Class RandomNormalGenerated

  • All Implemented Interfaces:
    KMeansInitialization

    @Priority(-101)
    @Reference(authors="R. C. Jancey",
               title="Multidimensional group analysis",
               booktitle="Australian Journal of Botany 14(1)",
               url="https://doi.org/10.1071/BT9660127",
               bibkey="doi:10.1071/BT9660127")
    public class RandomNormalGenerated
    extends AbstractKMeansInitialization
    Initialize k-means by generating random vectors (normal distributed with \(N(\mu,\sigma)\) in each dimension).

    This is a different interpretation of the work of Jancey, who wrote little more details but "introduced into known but arbitrary positions"; but seemingly worked with standardized scores. In contrast to RandomUniformGenerated (which uses a uniform on the entire value range), this class uses a normal distribution based on the estimated parameters.

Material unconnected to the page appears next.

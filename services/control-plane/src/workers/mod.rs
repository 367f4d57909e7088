//! Background workers that run alongside the HTTP server.

pub mod offline_sweep;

The resulting means should be more central, and thus a bit less likely to become empty (at least if you assume there is no correlation amongst attributes... it is still not competitive with better methods).

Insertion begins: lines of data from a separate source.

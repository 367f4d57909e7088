//! Queueing commands for an agent to pick up on its next heartbeat.

use axum::extract::{Path, State};
use axum::Json;
use serde::Deserialize;

use crate::api::error::ApiError;
use crate::api::request_context::AdminAuth;
use crate::models::{NodeCommandKind, NodeCommandRow};
use crate::state::AppState;

pub async fn list_for_node(
    State(state): State<AppState>,
    _admin: AdminAuth,
    Path(node_id): Path<i64>,
) -> Result<Json<Vec<NodeCommandRow>>, ApiError> {
    let rows = sqlx::query_as::<_, NodeCommandRow>(
        r#"SELECT id, node_id, kind, payload, status, output, error, created_at, started_at, completed_at
           FROM node_commands WHERE node_id = $1 ORDER BY id DESC"#,
    )
    .bind(node_id)
    .fetch_all(state.db().pool())
    .await?;
    Ok(Json(rows))
}

#[derive(Debug, Deserialize)]
pub struct CreateCommandRequest {
    pub kind: NodeCommandKind,
    #[serde(default = "serde_json::Value::default")]
    pub payload: serde_json::Value,
}

/// `systemctl` unit names: alphanumerics, `-_.@`, with a mandatory
/// `.service`/`.timer`/etc suffix. We only need to reject shell metacharacters
/// before the agent hands this to `systemctl restart <unit>`.
fn is_valid_unit_name(name: &str) -> bool {
    if name.is_empty() || name.len() > 256 {
        return false;
    }
    name.chars().all(|c| c.is_ascii_alphanumeric() || matches!(c, '-' | '_' | '.' | '@' | ':' | '\\'))
}

fn validate_payload(kind: NodeCommandKind, payload: &serde_json::Value) -> Result<(), ApiError> {
    match kind {
        NodeCommandKind::RestartService => {
            let name = payload
                .get("name")
                .and_then(|v| v.as_str())
                .ok_or_else(|| ApiError::bad_request("invalid_payload", "restart_service requires a string \"name\""))?;
            if !is_valid_unit_name(name) {
                return Err(ApiError::bad_request("invalid_unit_name", "not a valid systemd unit name"));
            }
            Ok(())
        }
        NodeCommandKind::RebootAgent
        | NodeCommandKind::RestartKubernetes
        | NodeCommandKind::ForceRejoin
        | NodeCommandKind::ResyncConfig => Ok(()),
    }
}

pub async fn create(
    State(state): State<AppState>,
    _admin: AdminAuth,
    Path(node_id): Path<i64>,
    Json(body): Json<CreateCommandRequest>,
) -> Result<Json<NodeCommandRow>, ApiError> {
    validate_payload(body.kind, &body.payload)?;

    let pool = state.db().pool();
    let node_exists: Option<i64> = sqlx::query_scalar("SELECT id FROM nodes WHERE id = $1")
        .bind(node_id)
        .fetch_optional(pool)
        .await?;
    if node_exists.is_none() {
        return Err(ApiError::not_found("not_found", "node not found"));
    }

    let row = sqlx::query_as::<_, NodeCommandRow>(
        r#"INSERT INTO node_commands (node_id, kind, payload, status)
           VALUES ($1, $2, $3, 'pending')
           RETURNING id, node_id, kind, payload, status, output, error, created_at, started_at, completed_at"#,
    )
    .bind(node_id)
    .bind(body.kind)
    .bind(&body.payload)
    .fetch_one(pool)
    .await?;

    Ok(Json(row))
}

#[cfg(test)]
mod tests {
    use super::*;

    #[test]
    fn accepts_plain_unit_name() {
        assert!(is_valid_unit_name("gluon-agent.service"));
    }

    #[test]
    fn rejects_shell_metacharacters() {
        assert!(!is_valid_unit_name("gluon; rm -rf /"));
        assert!(!is_valid_unit_name("gluon && reboot"));
    }

    #[test]
    fn restart_service_requires_name_field() {
        let err = validate_payload(NodeCommandKind::RestartService, &serde_json::json!({}));
        assert!(err.is_err());
    }

    #[test]
    fn other_kinds_ignore_payload() {
        assert!(validate_payload(NodeCommandKind::ResyncConfig, &serde_json::Value::Null).is_ok());
    }
}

    Warning: this still tends to produce empty clusters in many situations, and is one of the least effective initialization strategies, not recommended for use.

    Reference:

    R. C. Jancey
    Multidimensional group analysis
    Australian Journal of Botany 14(1)

    Since:
    0.7.5
    Author:
    Erich Schubert
    • Constructor Detail

      • RandomNormalGenerated

        public RandomNormalGenerated​(RandomFactory rnd)
        Constructor.
        Parameters:
        rnd - Random generator.
    • Method Detail

      • chooseInitialMeans

        public double[][] chooseInitialMeans​(Relation<? extends NumberVector> relation,
                                             int k,
                                             NumberVectorDistance<?> distance)
        Description copied from interface: KMeansInitialization
        Choose initial means
        Parameters:
        relation - Relation
        k - Parameter k
        distance - Distance function
        Returns:
        List of chosen means for k-means